Self-Deleting Genes Project To Tackle Mosquito-Borne Diseases

Researchers want to program transgenes to remove themselves from the insect's genetic code after some time.
Derya Ozdemir

Did you know that mosquitoes kill at least 725,000 persons every year? They truly are one of the world's deadliest animals which is the reason why scientists from all around are trying to find new ways of dealing with them.  

Controlling mosquito populations and preventing them from transmitting disease at times through genetic engineering is one way of doing that. Now, a new Texas A&M AgriLife Research project has plans of enabling "test runs" of the proposed changes in mosquitoes that are automatically deleted from their genetic code.

Controlling genetic modifications

Researchers have used genetic engineering in the past to modify mosquitoes in a way that they pass on infertility, don't grow wings, can't spread malaria, or have impaired smell. However, as New Atlas reports, this sort of modification can have harmful consequences that may be impossible to reverse when released into the wild.

the new Texas A&M AgriLife Research project aims to make sure these genetic modifications are automatically deleted after a period of time.

Zach Adelman, Ph.D., a chief investigator on the project, states, "People are wary of transgenes spreading in the environment in an uncontrolled manner. We feel that ours is a strategy to potentially prevent that from happening. The idea is, can we program a transgene to remove itself? Then, the gene won’t persist in the environment."

Three potential ways

After evaluating three potential ways of achieving this goal, researchers decided to focus on one that uses a method used by all animals to repair damaged DNA. The project's proposal is to introduce a "gene drive", which is a genetic component designed to force the spread of modified genes in a population, along with a DNA-cutting enzyme and a small repeat of the insect's own DNA.
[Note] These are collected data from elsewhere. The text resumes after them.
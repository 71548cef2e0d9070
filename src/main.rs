use std::path::{Path, PathBuf};

use anyhow::Context as _;
use clap::Parser;
use envconfig::Envconfig;
use flowstash::{
    config::{Config, StoreBackend},
    ingest::Ingestor,
    logging,
    store::{
        FlowStore,
        mysql::{DatabaseSettings, MySqlFlowStore},
        sqlite::SqliteFlowStore,
    },
    tail::TailReader,
};

const MISSING_DATABASE_ENV_HINT: &str = "database settings are read from the environment; \
     set host, user, password and database (port defaults to 3306), ex: export host=127.0.0.1";

/// Tail a proxy capture file and store one record per distinct endpoint.
#[derive(Debug, Parser)]
#[command(name = "flowstash", version)]
struct Cli {
    /// Capture file written by the proxy, one JSON flow per line.
    capture_file: PathBuf,
    /// Optional path to config TOML. Built-in defaults are used when omitted.
    #[arg(long)]
    config: Option<PathBuf>,
    /// Override log level (trace, debug, info, warn, error, off).
    #[arg(long)]
    log_level: Option<String>,
    /// Override how often the capture file is checked for new lines.
    #[arg(long, value_parser = clap::value_parser!(u64).range(1..))]
    poll_interval_ms: Option<u64>,
    /// Store flows in this SQLite file instead of MySQL.
    #[arg(long, value_name = "PATH")]
    sqlite: Option<PathBuf>,
}

impl Cli {
    fn apply_overrides(&self, config: &mut Config) {
        if let Some(poll_interval_ms) = self.poll_interval_ms {
            config.tail.poll_interval_ms = poll_interval_ms;
        }
        if let Some(path) = &self.sqlite {
            config.store.backend = StoreBackend::Sqlite;
            config.store.sqlite_path = Some(path.clone());
        }
    }
}

#[derive(Debug)]
enum Backend {
    Mysql(DatabaseSettings),
    Sqlite(PathBuf),
}

fn resolve_backend(config: &Config) -> anyhow::Result<Backend> {
    match config.store.backend {
        StoreBackend::Mysql => DatabaseSettings::init_from_env()
            .map(Backend::Mysql)
            .context(MISSING_DATABASE_ENV_HINT),
        StoreBackend::Sqlite => config
            .store
            .sqlite_path
            .clone()
            .map(Backend::Sqlite)
            .context("sqlite backend needs `[store] sqlite_path` in config or `--sqlite PATH`"),
    }
}

#[tokio::main(flavor = "current_thread")]
async fn main() -> anyhow::Result<()> {
    let cli = Cli::parse();
    let mut config = Config::load(cli.config.as_deref())?;
    cli.apply_overrides(&mut config);
    logging::init(&config, cli.log_level.as_deref())?;

    let backend = resolve_backend(&config)?;
    tracing::info!("{}", startup_summary(&config, &cli.capture_file, &backend));

    match backend {
        Backend::Mysql(settings) => {
            let store = MySqlFlowStore::connect(&settings)
                .await
                .context("connect to flow database")?;
            ingest_with(store, &cli.capture_file, &config).await
        }
        Backend::Sqlite(path) => {
            let store = SqliteFlowStore::open(path)?;
            ingest_with(store, &cli.capture_file, &config).await
        }
    }
}

async fn ingest_with<S: FlowStore + Send>(
    store: S,
    capture_file: &Path,
    config: &Config,
) -> anyhow::Result<()> {
    let mut source = TailReader::open(capture_file, config.tail_options()).await?;
    let mut ingestor = Ingestor::new(store, config.retry_policy());

    let result = ingestor.run(&mut source, shutdown_signal()).await;
    if let Err(err) = ingestor.into_store().close().await {
        tracing::warn!("failed to close flow store: {err}");
    }
    let stats = result?;

    tracing::info!(
        inserted = stats.inserted,
        skipped = stats.skipped,
        dropped = stats.dropped,
        malformed = source.malformed_total(),
        "stopped"
    );
    Ok(())
}

async fn shutdown_signal() {
    let interrupt = async {
        if let Err(err) = tokio::signal::ctrl_c().await {
            tracing::warn!("failed to listen for ctrl-c: {err}");
            std::future::pending::<()>().await;
        }
    };

    #[cfg(unix)]
    let terminate = async {
        use tokio::signal::unix::{SignalKind, signal};
        match signal(SignalKind::terminate()) {
            Ok(mut term) => {
                term.recv().await;
            }
            Err(err) => {
                tracing::warn!("failed to register SIGTERM handler: {err}");
                std::future::pending::<()>().await;
            }
        }
    };
    #[cfg(not(unix))]
    let terminate = std::future::pending::<()>();

    tokio::select! {
        () = interrupt => {}
        () = terminate => {}
    }
}

fn startup_summary(config: &Config, capture_file: &Path, backend: &Backend) -> String {
    let store = match backend {
        Backend::Mysql(settings) => format!(
            "mysql://{}@{}:{}/{}",
            settings.user, settings.host, settings.port, settings.database
        ),
        Backend::Sqlite(path) => format!("sqlite:{}", path.display()),
    };
    let retry = config.retry_policy();

    format!(
        "startup config: capture_file={}, store={}, poll_interval_ms={}, malformed_lines={:?}, retry_attempts={}",
        capture_file.display(),
        store,
        config.tail.poll_interval_ms,
        config.ingest.malformed_lines,
        retry.max_attempts()
    )
}

#[cfg(test)]
mod tests {
    use std::{collections::HashMap, path::PathBuf};

    use clap::Parser;
    use envconfig::Envconfig;
    use flowstash::{
        config::{Config, StoreBackend},
        store::mysql::DatabaseSettings,
    };

    use super::{Backend, Cli, resolve_backend, startup_summary};

    #[test]
    fn parses_capture_file_only() {
        let cli = Cli::try_parse_from(["flowstash", "proxy.mitm"]).unwrap();
        assert_eq!(cli.capture_file, PathBuf::from("proxy.mitm"));
        assert_eq!(cli.config, None);
        assert_eq!(cli.log_level, None);
        assert_eq!(cli.poll_interval_ms, None);
        assert_eq!(cli.sqlite, None);
    }

    #[test]
    fn capture_file_is_required() {
        let err = Cli::try_parse_from(["flowstash"]).unwrap_err();
        assert_eq!(
            err.kind(),
            clap::error::ErrorKind::MissingRequiredArgument
        );
    }

    #[test]
    fn overrides_replace_config_values() {
        let cli = Cli::try_parse_from([
            "flowstash",
            "--config",
            "flowstash.toml",
            "--log-level",
            "debug",
            "--poll-interval-ms",
            "20",
            "--sqlite",
            "flows.sqlite",
            "proxy.mitm",
        ])
        .unwrap();
        assert_eq!(cli.config, Some(PathBuf::from("flowstash.toml")));
        assert_eq!(cli.log_level.as_deref(), Some("debug"));

        let mut config = Config::default();
        cli.apply_overrides(&mut config);
        assert_eq!(config.tail.poll_interval_ms, 20);
        assert_eq!(config.store.backend, StoreBackend::Sqlite);
        assert_eq!(config.store.sqlite_path, Some(PathBuf::from("flows.sqlite")));

        match resolve_backend(&config).unwrap() {
            Backend::Sqlite(path) => assert_eq!(path, PathBuf::from("flows.sqlite")),
            other => panic!("expected sqlite backend, got {other:?}"),
        }
    }

    #[test]
    fn zero_poll_interval_is_rejected() {
        assert!(Cli::try_parse_from(["flowstash", "--poll-interval-ms", "0", "proxy.mitm"]).is_err());
    }

    #[test]
    fn sqlite_backend_without_path_is_an_error() {
        let config = Config::from_toml_str("[store]\nbackend = \"sqlite\"\n").unwrap();
        let err = resolve_backend(&config).unwrap_err();
        assert!(err.to_string().contains("sqlite_path"), "error: {err}");
    }

    #[test]
    fn startup_summary_never_prints_the_password() {
        let settings = DatabaseSettings::init_from_hashmap(&HashMap::from([
            ("host".to_owned(), "db.internal".to_owned()),
            ("user".to_owned(), "stash".to_owned()),
            ("password".to_owned(), "hunter2".to_owned()),
            ("database".to_owned(), "proxy".to_owned()),
        ]))
        .unwrap();

        let summary = startup_summary(
            &Config::default(),
            std::path::Path::new("proxy.mitm"),
            &Backend::Mysql(settings),
        );
        assert!(summary.contains("mysql://stash@db.internal:3306/proxy"), "{summary}");
        assert!(summary.contains("capture_file=proxy.mitm"), "{summary}");
        assert!(!summary.contains("hunter2"), "{summary}");
    }
}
In theory, researchers think that once the introduced enzyme cuts the DNA, the mosquito's own repair tools will take action and cut out the genes and other sequences for the gene drive.

The team has already started testing different gene drives in order to see a gene drive spread through a lab insect population. They expect to see the added genes disappear after a few generations.

$3.9 million in funding from the National Institute of Allergy and Infectious Diseases will be given to the project over the next five years for the development of the self-deleting gene technology.

SEE ALSO: 13 OF THE MOST DEADLY DISEASES IN HUMAN HISTORY

"We assigned various rates of failure for how often the mechanism does not work as expected,” Adelman says. "The models predict that even with a very high rate of failure, if it succeeds just 5% of the time, that’s still enough to get rid of the transgene."

The first results were published in Philosophical Transactions of the Royal Society B titled "Making gene drive biodegradable."